Medical: The robot should be adaptable to the human limb in terms of segment lengths, range of motion, and degrees of freedom (DoFs) [68,69]. To adapt the robot to different human bodies (sizes and weights), the segments of exoskeletons should be adjustable. A robot with a high degree of freedom (DoF) offers a wide variety of movements with many anatomical joint axes [68]. Modularity would be welcome in the medical aspects because the modular prototype, as the one previously proposed [12], can offer single-joint rehabilitation training, as well as multi-joint composite training. This feature increases the flexibility of exoskeleton robot applications in rehabilitation [70].

(3)

Ergonomic: The design of an upper limb exoskeleton robot must allow some additional space for the patient.

(4)

Control: The robot should be back-drivable. The weight of the robot should not be felt by the patient, and they should be able to move the robotic device. Assist-as-needed control is the most common approach used in robotic rehabilitation devices [25,56,71]. This method allows the patients to initiate the movement on their own and to be partially assisted when they start regaining their lost motor function (active therapy) [70,72]. The need here is control sharing, which is the ability to control the forces applied by the robot [68]. A previously proposed prototype [43] is back-drivable (instrumented compliance). There are two kinds of back-drivability [73], the most advantageous of which, mechanical back-drivability, is strongly dependent on the transmission mechanism of the exoskeleton [73]. Consequently, back-drivability is an important clinical need that must be considered by researchers.

The spasticity measurement is a potential clinical need because spasticity is the most common symptoms of stroke patients [74].

5. Conclusions

Trajectory planning is an important part of the control of intelligent robotic systems such as exoskeleton robots. It has been proven in the literature that trajectory planning helps to better control the movement of exoskeleton joints and improve the ADLs of stroke patients, helping them return to society and their occupation. This review explores the methods of trajectory planning for exoskeleton control, especially at the upper limbs. From 67 relevant papers found in the literature, we categorized trajectory-planning methods into two main approaches:

• Approaches based on Cartesian motion planning and inverse kinematics using polynomial-interpolation or computational methods such as minimum-jerk, minimum-torque-change, and inertia-like models.
• Approaches based on learning by demonstration (LbD) using learning models such as neural networks (NNs), HMMs, Gaussian mixture models, and DMP models.

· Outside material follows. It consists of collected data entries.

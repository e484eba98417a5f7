//! Structured JSON logging setup using tracing.

use tracing_subscriber::{fmt, layer::SubscriberExt, util::SubscriberInitExt, EnvFilter};

/// Initialize the tracing subscriber with JSON output.
///
/// `RUST_LOG` from the environment takes precedence over `filter`.
///
/// # Panics
///
/// Panics if the subscriber has already been initialized.
pub fn init_logging(filter: &str) {
    let filter_layer =
        match EnvFilter::try_from_default_env().or_else(|_| EnvFilter::try_new(filter)) {
            Ok(f) => f,
            Err(e) => {
                eprintln!("FATAL: Failed to create log filter: {e}");
                std::process::exit(1);
            }
        };

    let fmt_layer = fmt::layer()
        .json()
        .with_target(true)
        .with_thread_ids(false)
        .with_file(true)
        .with_line_number(true)
        .flatten_event(true);

    tracing_subscriber::registry()
        .with(fmt_layer)
        .with(filter_layer)
        .init();

    tracing::info!(filter = %filter, "Logging initialized");
}

/// Initialize logging for tests (with simpler output).
#[cfg(test)]
pub fn init_test_logging() {
    let _ = tracing_subscriber::fmt()
        .with_test_writer()
        .with_env_filter("debug")
        .try_init();
}
//! Error types for the carepath-db crate.

use thiserror::Error;

/// Database operation errors.
#[derive(Debug, Error)]
pub enum DbError {
    /// Failed to establish or acquire a database connection.
    #[error("Database connection failed: {0}")]
    ConnectionFailed(#[source] sqlx::Error),

    /// A database migration failed to apply.
    #[error("Migration failed: {0}")]
    MigrationFailed(#[source] sqlx::migrate::MigrateError),

    /// A database query failed to execute.
    #[error("Query failed: {0}")]
    QueryFailed(#[source] sqlx::Error),
}

impl DbError {
    /// Check if this error indicates a connection problem.
    #[must_use]
    pub fn is_connection_error(&self) -> bool {
        match self {
            DbError::ConnectionFailed(_) => true,
            DbError::QueryFailed(e) => matches!(
                e,
                sqlx::Error::Io(_) | sqlx::Error::PoolTimedOut | sqlx::Error::PoolClosed
            ),
            DbError::MigrationFailed(_) => false,
        }
    }

    /// Check if this error indicates a migration problem.
    #[must_use]
    pub fn is_migration_error(&self) -> bool {
        matches!(self, DbError::MigrationFailed(_))
    }
}

impl From<sqlx::Error> for DbError {
    fn from(e: sqlx::Error) -> Self {
        DbError::QueryFailed(e)
    }
}
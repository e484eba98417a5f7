//! Common test utilities for carepath-webhooks integration tests.
//!
//! Provides mock receivers, an in-memory harness wiring publisher, scheduler
//! and admin services together, and event fixtures. No database is required.

#![allow(dead_code)]

use std::collections::HashMap;
use std::sync::atomic::{AtomicBool, AtomicU32, Ordering};
use std::sync::{Arc, Mutex};
use std::time::Duration;

use async_trait::async_trait;
use carepath_core::{DeliveryId, SubscriptionId, TenantId};
use carepath_webhooks::events::{
    JourneyStageChanged, PatientRegistered, SurveyCompleted, WebhookEvent,
};
use carepath_webhooks::models::{CreateSubscriptionRequest, DeliveryStatus};
use carepath_webhooks::store::{DeliveryStore, MemoryStore, StoreError, SubscriptionStore};
use carepath_webhooks::validation::UrlPolicy;
use carepath_webhooks::{
    DeliveryService, Dispatcher, EventPublisher, RetryScheduler, SchedulerConfig,
    SubscriptionService, WebhookDelivery, WebhookEventType, WebhookSubscription,
};
use chrono::{DateTime, Utc};
use uuid::Uuid;
use wiremock::{Request, Respond, ResponseTemplate};

// ---------------------------------------------------------------------------
// Test fixtures
// ---------------------------------------------------------------------------

pub const TENANT_A: TenantId = TenantId::from_uuid(Uuid::from_bytes([
    0x11, 0x11, 0x11, 0x11, 0x11, 0x11, 0x11, 0x11, 0x11, 0x11, 0x11, 0x11, 0x11, 0x11, 0x11, 0x11,
]));

pub const TENANT_B: TenantId = TenantId::from_uuid(Uuid::from_bytes([
    0x22, 0x22, 0x22, 0x22, 0x22, 0x22, 0x22, 0x22, 0x22, 0x22, 0x22, 0x22, 0x22, 0x22, 0x22, 0x22,
]));

pub const PATIENT_1: Uuid = Uuid::from_bytes([
    0xaa, 0xaa, 0x11, 0x11, 0xaa, 0xaa, 0x11, 0x11, 0xaa, 0xaa, 0x11, 0x11, 0x11, 0x11, 0x11, 0x11,
]);

/// AES-256 key used to encrypt signing secrets in tests.
pub const ENCRYPTION_KEY: [u8; 32] = [0x42; 32];

/// Local mock servers listen on plain HTTP at 127.0.0.1.
pub const LOCAL_POLICY: UrlPolicy = UrlPolicy {
    allow_http: true,
    allow_private_targets: true,
};

pub fn stage_changed_event() -> WebhookEvent {
    WebhookEvent::JourneyStageChanged(JourneyStageChanged {
        patient_id: PATIENT_1,
        journey_id: Uuid::new_v4(),
        from_stage: Some("onboarding".to_string()),
        to_stage: "active".to_string(),
        changed_at: Utc::now(),
    })
}

pub fn survey_completed_event() -> WebhookEvent {
    WebhookEvent::SurveyCompleted(SurveyCompleted {
        patient_id: PATIENT_1,
        survey_id: Uuid::new_v4(),
        response_id: Uuid::new_v4(),
        score: Some(9.0),
        completed_at: Utc::now(),
    })
}

pub fn patient_registered_event() -> WebhookEvent {
    WebhookEvent::PatientRegistered(PatientRegistered {
        patient_id: PATIENT_1,
        source: Some("referral".to_string()),
        registered_at: Utc::now(),
    })
}

/// `base + secs` seconds.
pub fn at(base: DateTime<Utc>, secs: i64) -> DateTime<Utc> {
    base + chrono::Duration::seconds(secs)
}

// ---------------------------------------------------------------------------
// Harness
// ---------------------------------------------------------------------------

/// Publisher, scheduler and admin services over one in-memory store.
pub struct Harness {
    pub store: Arc<MemoryStore>,
    pub publisher: EventPublisher,
    pub subscriptions: SubscriptionService,
    pub deliveries: DeliveryService,
    pub scheduler: RetryScheduler,
}

impl Harness {
    pub fn new() -> Self {
        Self::with_options(SchedulerConfig::default(), Duration::from_secs(5))
    }

    pub fn with_options(config: SchedulerConfig, request_timeout: Duration) -> Self {
        let store = Arc::new(MemoryStore::new());
        Self::with_stores(store.clone(), store, config, request_timeout)
    }

    /// Use `deliveries` for the delivery side while subscriptions and
    /// inspection go through `store`.
    pub fn with_stores(
        store: Arc<MemoryStore>,
        deliveries: Arc<dyn DeliveryStore>,
        config: SchedulerConfig,
        request_timeout: Duration,
    ) -> Self {
        let subscriptions: Arc<dyn SubscriptionStore> = store.clone();
        let dispatcher = Dispatcher::new(ENCRYPTION_KEY.to_vec(), request_timeout)
            .expect("build dispatcher")
            .with_backoff(config.backoff);

        Self {
            publisher: EventPublisher::new(subscriptions.clone(), deliveries.clone()),
            subscriptions: SubscriptionService::new(
                subscriptions.clone(),
                ENCRYPTION_KEY.to_vec(),
            )
            .with_url_policy(LOCAL_POLICY),
            deliveries: DeliveryService::new(subscriptions.clone(), deliveries.clone()),
            scheduler: RetryScheduler::new(
                subscriptions,
                deliveries,
                Arc::new(dispatcher),
                config,
            ),
            store,
        }
    }

    /// Create and activate a subscription. Returns its id and plaintext secret.
    pub async fn subscribe(
        &self,
        tenant_id: TenantId,
        target_url: &str,
        events: &[WebhookEventType],
        max_retries: u32,
        retry_delay_seconds: u32,
    ) -> (SubscriptionId, String) {
        let created = self
            .subscriptions
            .create_subscription(
                tenant_id,
                CreateSubscriptionRequest {
                    name: format!("receiver {target_url}"),
                    description: None,
                    target_url: target_url.to_string(),
                    subscribed_events: events.iter().map(|e| e.as_str().to_string()).collect(),
                    max_retries: Some(max_retries),
                    retry_delay_seconds: Some(retry_delay_seconds),
                },
            )
            .await
            .expect("create subscription");
        let id = SubscriptionId::from_uuid(created.subscription.id);
        self.subscriptions
            .activate_subscription(tenant_id, id)
            .await
            .expect("activate subscription");
        (id, created.secret)
    }

    pub async fn subscription(&self, tenant_id: TenantId, id: SubscriptionId) -> WebhookSubscription {
        self.store
            .find_subscription(tenant_id, id)
            .await
            .expect("store available")
            .expect("subscription exists")
    }

    pub async fn delivery(&self, tenant_id: TenantId, id: DeliveryId) -> WebhookDelivery {
        self.store
            .find_delivery(tenant_id, id)
            .await
            .expect("store available")
            .expect("delivery exists")
    }

    pub async fn deliveries_with_status(&self, status: DeliveryStatus) -> Vec<WebhookDelivery> {
        self.store
            .all_deliveries()
            .await
            .into_iter()
            .filter(|d| d.status == status)
            .collect()
    }
}

// ---------------------------------------------------------------------------
// FlakyDeliveryStore - delivery store whose writes can be made to fail
// ---------------------------------------------------------------------------

/// Delegates to a [`MemoryStore`] but can fail `complete_attempt` on demand.
pub struct FlakyDeliveryStore {
    inner: Arc<MemoryStore>,
    fail_complete: AtomicBool,
    releases: AtomicU32,
}

impl FlakyDeliveryStore {
    pub fn new(inner: Arc<MemoryStore>) -> Self {
        Self {
            inner,
            fail_complete: AtomicBool::new(false),
            releases: AtomicU32::new(0),
        }
    }

    pub fn fail_completions(&self, fail: bool) {
        self.fail_complete.store(fail, Ordering::SeqCst);
    }

    pub fn release_count(&self) -> u32 {
        self.releases.load(Ordering::SeqCst)
    }
}

#[async_trait]
impl DeliveryStore for FlakyDeliveryStore {
    async fn insert_delivery(&self, delivery: &WebhookDelivery) -> Result<(), StoreError> {
        self.inner.insert_delivery(delivery).await
    }

    async fn find_delivery(
        &self,
        tenant_id: TenantId,
        id: DeliveryId,
    ) -> Result<Option<WebhookDelivery>, StoreError> {
        self.inner.find_delivery(tenant_id, id).await
    }

    async fn list_deliveries(
        &self,
        tenant_id: TenantId,
        subscription_id: SubscriptionId,
        status: Option<DeliveryStatus>,
        limit: i64,
        offset: i64,
    ) -> Result<Vec<WebhookDelivery>, StoreError> {
        self.inner
            .list_deliveries(tenant_id, subscription_id, status, limit, offset)
            .await
    }

    async fn count_deliveries(
        &self,
        tenant_id: TenantId,
        subscription_id: SubscriptionId,
        status: Option<DeliveryStatus>,
    ) -> Result<i64, StoreError> {
        self.inner
            .count_deliveries(tenant_id, subscription_id, status)
            .await
    }

    async fn claim_due(
        &self,
        now: DateTime<Utc>,
        claim_until: DateTime<Utc>,
        limit: usize,
    ) -> Result<Vec<WebhookDelivery>, StoreError> {
        self.inner.claim_due(now, claim_until, limit).await
    }

    async fn complete_attempt(
        &self,
        delivery: &WebhookDelivery,
        expected_attempt_count: u32,
    ) -> Result<bool, StoreError> {
        if self.fail_complete.load(Ordering::SeqCst) {
            return Err(StoreError::Unavailable("write rejected".to_string()));
        }
        self.inner
            .complete_attempt(delivery, expected_attempt_count)
            .await
    }

    async fn renew_claim(
        &self,
        id: DeliveryId,
        held_until: DateTime<Utc>,
        claim_until: DateTime<Utc>,
    ) -> Result<bool, StoreError> {
        self.inner.renew_claim(id, held_until, claim_until).await
    }

    async fn release_claim(&self, id: DeliveryId) -> Result<bool, StoreError> {
        self.releases.fetch_add(1, Ordering::SeqCst);
        self.inner.release_claim(id).await
    }
}

// ---------------------------------------------------------------------------
// SlowReadStore - subscription store with delayed reads
// ---------------------------------------------------------------------------

/// Delegates to a [`MemoryStore`], sleeping before every `find_subscription`
/// so read-modify-write sequences overlap with concurrent writers.
pub struct SlowReadStore {
    inner: Arc<MemoryStore>,
    delay: Duration,
}

impl SlowReadStore {
    pub fn new(inner: Arc<MemoryStore>, delay: Duration) -> Self {
        Self { inner, delay }
    }
}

As shown in this review, each method has its limitations. In the first approach, generated trajectories by methods based on polynomial trajectories are not natural. Moreover, optimization-based methods that rely on humanlike motions are only appropriate for simple point-to-point movements with a limited range of motion. They are not suitable when applied to complex tasks like those of ADLs. Second, imitation-learning methods have high computational costs.

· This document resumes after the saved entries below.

//! carepath-webhookd
//!
//! Runs the webhook retry scheduler against PostgreSQL and, when
//! `ADMIN_BIND_ADDR` is set, serves the subscription admin API.

mod config;
mod logging;
mod tenant;

use std::sync::Arc;

use axum::Router;
use carepath_db::{run_migrations, DbPool};
use carepath_webhooks::{webhooks_router, Dispatcher, PgStore, RetryScheduler, WebhooksState};
use tokio_util::sync::CancellationToken;

use crate::config::Config;

#[tokio::main]
async fn main() {
    // Load configuration (fail fast on missing required vars)
    let config = match Config::from_env() {
        Ok(c) => c,
        Err(e) => {
            eprintln!("FATAL: Configuration error: {e}");
            std::process::exit(1);
        }
    };

    logging::init_logging(&config.rust_log);

    tracing::info!(
        app_env = %config.app_env,
        admin_bind_addr = ?config.admin_bind_addr,
        "Starting carepath-webhookd"
    );

    if let Err(e) = run(config).await {
        tracing::error!(error = %e, "carepath-webhookd terminated with error");
        std::process::exit(1);
    }

    tracing::info!("carepath-webhookd stopped");
}

async fn run(config: Config) -> Result<(), Box<dyn std::error::Error>> {
    let pool = DbPool::connect(&config.database_url).await?;
    run_migrations(&pool).await?;
    tracing::info!("Database ready");

    let store = Arc::new(PgStore::from_db_pool(&pool));
    let webhooks = &config.webhooks;

    let dispatcher = Dispatcher::new(webhooks.encryption_key.clone(), webhooks.request_timeout)?
        .with_backoff(webhooks.scheduler.backoff);

    let shutdown = CancellationToken::new();
    let scheduler = RetryScheduler::new(
        store.clone(),
        store.clone(),
        Arc::new(dispatcher),
        webhooks.scheduler.clone(),
    )
    .with_shutdown_token(shutdown.clone());

    let worker = tokio::spawn(async move { scheduler.run().await });

    let admin = match config.admin_bind_addr {
        Some(addr) => {
            let state = WebhooksState::new(store.clone(), store.clone(), webhooks);
            let app: Router = webhooks_router(state)
                .layer(axum::middleware::from_fn(tenant::require_tenant));

            let listener = tokio::net::TcpListener::bind(addr).await?;
            tracing::info!(addr = %addr, "Admin API listening");

            let token = shutdown.clone();
            Some(tokio::spawn(async move {
                axum::serve(listener, app)
                    .with_graceful_shutdown(async move { token.cancelled().await })
                    .await
            }))
        }
        None => None,
    };

    shutdown_signal().await;
    tracing::info!("Shutdown signal received, draining in-flight deliveries");
    shutdown.cancel();

    if let Err(e) = worker.await {
        tracing::error!(error = %e, "Retry scheduler task failed");
    }
    if let Some(admin) = admin {
        match admin.await {
            Ok(Ok(())) => {}
            Ok(Err(e)) => tracing::error!(error = %e, "Admin API server error"),
            Err(e) => tracing::error!(error = %e, "Admin API task failed"),
        }
    }

    pool.inner().close().await;
    Ok(())
}

/// Wait for Ctrl+C or SIGTERM.
async fn shutdown_signal() {
    let ctrl_c = async {
        if let Err(e) = tokio::signal::ctrl_c().await {
            tracing::error!(error = %e, "Failed to install Ctrl+C handler");
        }
    };

    #[cfg(unix)]
    let terminate = async {
        match tokio::signal::unix::signal(tokio::signal::unix::SignalKind::terminate()) {
            Ok(mut signal) => {
                signal.recv().await;
            }
            Err(e) => {
                tracing::error!(error = %e, "Failed to install SIGTERM handler");
                std::future::pending::<()>().await;
            }
        }
    };

    #[cfg(not(unix))]
    let terminate = std::future::pending::<()>();

    tokio::select! {
        () = ctrl_c => {},
        () = terminate => {},
    }
}
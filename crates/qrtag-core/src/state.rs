//! Shared sync state type.

use serde::{Deserialize, Serialize};

/// Coarse sync state rendered by presentation layers.
#[derive(Clone, Copy, Debug, Default, PartialEq, Eq, Serialize, Deserialize)]
#[serde(rename_all = "snake_case")]
pub enum SyncState {
    Offline,
    Syncing,
    #[default]
    Synced,
    Error,
}

impl SyncState {
    #[must_use]
    pub const fn label(self) -> &'static str {
        match self {
            Self::Offline => "offline",
            Self::Syncing => "syncing",
            Self::Synced => "synced",
            Self::Error => "error",
        }
    }
}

In this paper, we also discussed challenges associated with trajectory planning: kinematic redundancy and incompatibility, and the trajectory-optimization problem. For upper-limb exoskeletons, methods based on the computation of swivel angles and other approaches commonly rely on the relationship (e.g., coordinated or synergistic) between degrees of freedom to resolve kinematic redundancy for exoskeletons. Moreover, two general solutions, namely, the self-tracing and alignment-free configurations of the joint axis, which add the appropriate number of extra degrees of freedom to the mechanism, are employed to improve kinematic incompatibility between humans and exoskeletons.

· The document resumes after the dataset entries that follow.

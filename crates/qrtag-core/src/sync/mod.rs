//! Reconciliation of the operation log against the remote authority
//!
//! The [`Reconciler`] drains the log in passes; the [`SyncOrchestrator`]
//! decides when a pass runs and publishes [`SyncStatus`] snapshots.

mod apply;
pub mod backoff;
mod merge;
mod orchestrator;
mod reconciler;
mod status;

pub use backoff::BackoffPolicy;
pub use merge::{MergeReport, RemoteSnapshot};
pub use orchestrator::{SyncOrchestrator, SyncTrigger};
pub use reconciler::{PassReport, Reconciler};
pub use status::{Subscription, SyncNotice, SyncStatus};

pub(crate) use apply::discard;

Although online trajectory planning can be adapted to manage the variability of the environment, very few of the proposed methods for planning trajectories in upper-limb exoskeletons generate offline trajectories. Future work will focus on online trajectory planning and optimal control because very few online methods were found during this study. In future works, tests should be completed on more patients. In any study on exoskeleton robots, we recommend considering the clinical needs presented in this review.